In true genuflection to the altar of political correctness, the WHO is devoting at least some brain cells to the creation of a new name for the virus and the disease.
The World Health Organization has said it will rename monkeypox to avoid discrimination and stigmatisation as the virus continues to spread among people in an unprecedented global outbreak of the disease.
Dr Tedros Adhanom Ghebreyesus, the WHO’s director general, said the organisation was “working with partners and experts from around the world on changing the name of the monkeypox virus, its clades and the disease it causes”.
The perverse irony, of course, that the one place that most clearly articulates that monkeypox is endemic to West and Central Africa is…wait for it…the WHO.
From their June 4 Disease Outbreak News Bulletin:
Monkeypox endemic countries are: Cameroon, the Central African Republic, the Democratic Republic of the Congo, Gabon, Ghana (identified in animals only), Cote d’Ivoire, Liberia, Nigeria, the Republic of the Congo, and Sierra Leone. Benin and South Sudan have documented importations in the past. Countries currently reporting cases of the West African clade are Cameroon and Nigeria.

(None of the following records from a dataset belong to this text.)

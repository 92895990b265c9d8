use anyhow::{Context, Result};
use serde::Serialize;
use std::path::Path;

/// Summary of one scan phase
#[derive(Debug, Clone, Default, Serialize)]
pub struct ScanReport {
    pub total_diagnostics: u64,
    pub new_diagnostics: u64,
    pub existing_diagnostics: u64,
    pub malformed_lines: u64,
    pub by_severity: Vec<(String, u64)>,
    pub by_category: Vec<(String, u64)>,
    pub by_file: Vec<(String, u64)>,
    pub duration_ms: u64,
}

/// Summary of one analyze phase
#[derive(Debug, Clone, Default, Serialize)]
pub struct AnalyzeReport {
    pub diagnostics_analyzed: u64,
    pub edges: u64,
    pub root_causes: u64,
    pub clusters: u64,
    pub patterns_linked: u64,
    pub oracle_enabled: bool,
    pub advice_collected: u64,
    /// Present when the oracle degraded (spawn failure, bad output)
    pub oracle_note: Option<String>,
    pub duration_ms: u64,
}

/// One fix attempt as it appears in the phase report
#[derive(Debug, Clone, Serialize)]
pub struct FixAttemptSummary {
    pub diagnostic_id: i64,
    pub file: String,
    pub line: i64,
    pub method: String,
    pub success: bool,
    pub failure_reason: Option<String>,
}

/// How the fix phase ended
#[derive(Debug, Clone, Copy, PartialEq, Eq, Serialize)]
#[serde(rename_all = "snake_case")]
pub enum FixPhaseStatus {
    /// Worked through everything it was allowed to
    Completed,
    /// Stopped by the consecutive-failure circuit breaker; partial
    /// progress, distinct from a fatal abort
    CircuitBroken,
    /// Stopped by the cooperative cancellation signal
    Cancelled,
}

impl Default for FixPhaseStatus {
    fn default() -> Self {
        Self::Completed
    }
}

/// Summary of one fix phase
#[derive(Debug, Clone, Default, Serialize)]
pub struct FixReport {
    pub status: FixPhaseStatus,
    pub dry_run: bool,
    pub attempted: u64,
    pub succeeded: u64,
    pub failed: u64,
    /// Diagnostics skipped because their file was already mutated this run
    pub skipped_stale: u64,
    /// Diagnostics with no applicable fix candidate
    pub skipped_no_fix: u64,
    pub attempts: Vec<FixAttemptSummary>,
    pub duration_ms: u64,
}

/// Combined report for the full pipeline (`remedy run`)
#[derive(Debug, Clone, Serialize)]
pub struct RunReport {
    pub scan: ScanReport,
    pub analyze: AnalyzeReport,
    pub fix: FixReport,
}

/// Write any phase report as pretty JSON at the requested path
pub fn write_report<T: Serialize>(path: &Path, report: &T) -> Result<()> {
    let raw = serde_json::to_string_pretty(report)?;
    std::fs::write(path, raw).with_context(|| format!("Failed to write report {}", path.display()))?;
    Ok(())
}
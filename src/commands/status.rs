use super::*;

pub(super) fn cmd_status(root: &Path, json_mode: bool) -> Result<()> {
    let db = ensure_initialized(root)?;

    let project_name = root
        .file_name()
        .map(|n| n.to_string_lossy().to_string())
        .unwrap_or_else(|| "project".to_string());

    let total = db.count_diagnostics()?;
    let by_status = db.count_by_status()?;
    let by_severity = db.count_by_severity()?;
    let by_category = db.count_by_category()?;
    let by_file = db.count_by_file()?;
    let patterns = db.count_patterns()?;
    let fixes = db.count_fixes()?;
    let clusters = db.count_clusters()?;
    let edges = db.count_edges()?;
    let recent_rate = db.recent_success_rate(20)?;

    if json_mode {
        let to_map = |pairs: &[(String, i64)]| -> serde_json::Map<String, serde_json::Value> {
            pairs.iter().map(|(k, v)| (k.clone(), json!(v))).collect()
        };
        let files: Vec<_> = by_file
            .iter()
            .take(10)
            .map(|(path, count)| json!({"file": path, "diagnostics": count}))
            .collect();

        println!(
            "{}",
            json!({
                "command": "status",
                "project": project_name,
                "diagnostics_total": total,
                "by_status": to_map(&by_status),
                "by_severity": to_map(&by_severity),
                "by_category": to_map(&by_category),
                "hot_files": files,
                "patterns": patterns,
                "fixes": fixes,
                "clusters": clusters,
                "edges": edges,
                "recent_success_rate": recent_rate,
            })
        );
    } else {
        println!("\n  {} {} {}\n", "remedy".cyan().bold(), "—".dimmed(), project_name.white().bold());
        println!("  {} diagnostics recorded", total.to_string().cyan().bold());

        if !by_status.is_empty() {
            println!("\n  {}", "Status:".white().bold());
            for (status, count) in &by_status {
                println!("    {:>14}: {}", status, count.to_string().cyan());
            }
        }

        if !by_severity.is_empty() {
            println!("\n  {}", "Severity (live):".white().bold());
            for (severity, count) in &by_severity {
                println!("    {:>14}: {}", severity, count.to_string().cyan());
            }
        }

        if !by_category.is_empty() {
            println!("\n  {}", "Category (live):".white().bold());
            for (category, count) in &by_category {
                println!("    {:>14}: {}", category, count.to_string().cyan());
            }
        }

        if !by_file.is_empty() {
            println!("\n  {}", "Hot files:".white().bold());
            for (path, count) in by_file.iter().take(5) {
                println!("    {} {}", count.to_string().yellow(), path);
            }
        }

        println!("\n  {}", "Knowledge:".white().bold());
        println!("    {:>14}: {}", "patterns", patterns.to_string().cyan());
        println!("    {:>14}: {}", "fixes", fixes.to_string().cyan());
        println!("    {:>14}: {}", "clusters", clusters.to_string().cyan());
        println!("    {:>14}: {}", "edges", edges.to_string().cyan());
        if let Some(rate) = recent_rate {
            println!("    {:>14}: {:.0}%", "recent success", rate * 100.0);
        }
        println!();
    }

    Ok(())
}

By June 10, their language on the African cases was modified:
The case fatality ratio seen in the African Region underlines the need for support for all elements of the response including but not limited to, awareness-raising, risk communication, surveillance, diagnostic and laboratory support, and research and analysis in the Region. WHO is providing guidance and reporting forms to countries that have long experienced monkeypox as well as countries that have newly been affected.
The “countries that have long experienced monkeypox” are, of course, the countries where monkeypox is endemic. That is the essence of the definition of “endemic”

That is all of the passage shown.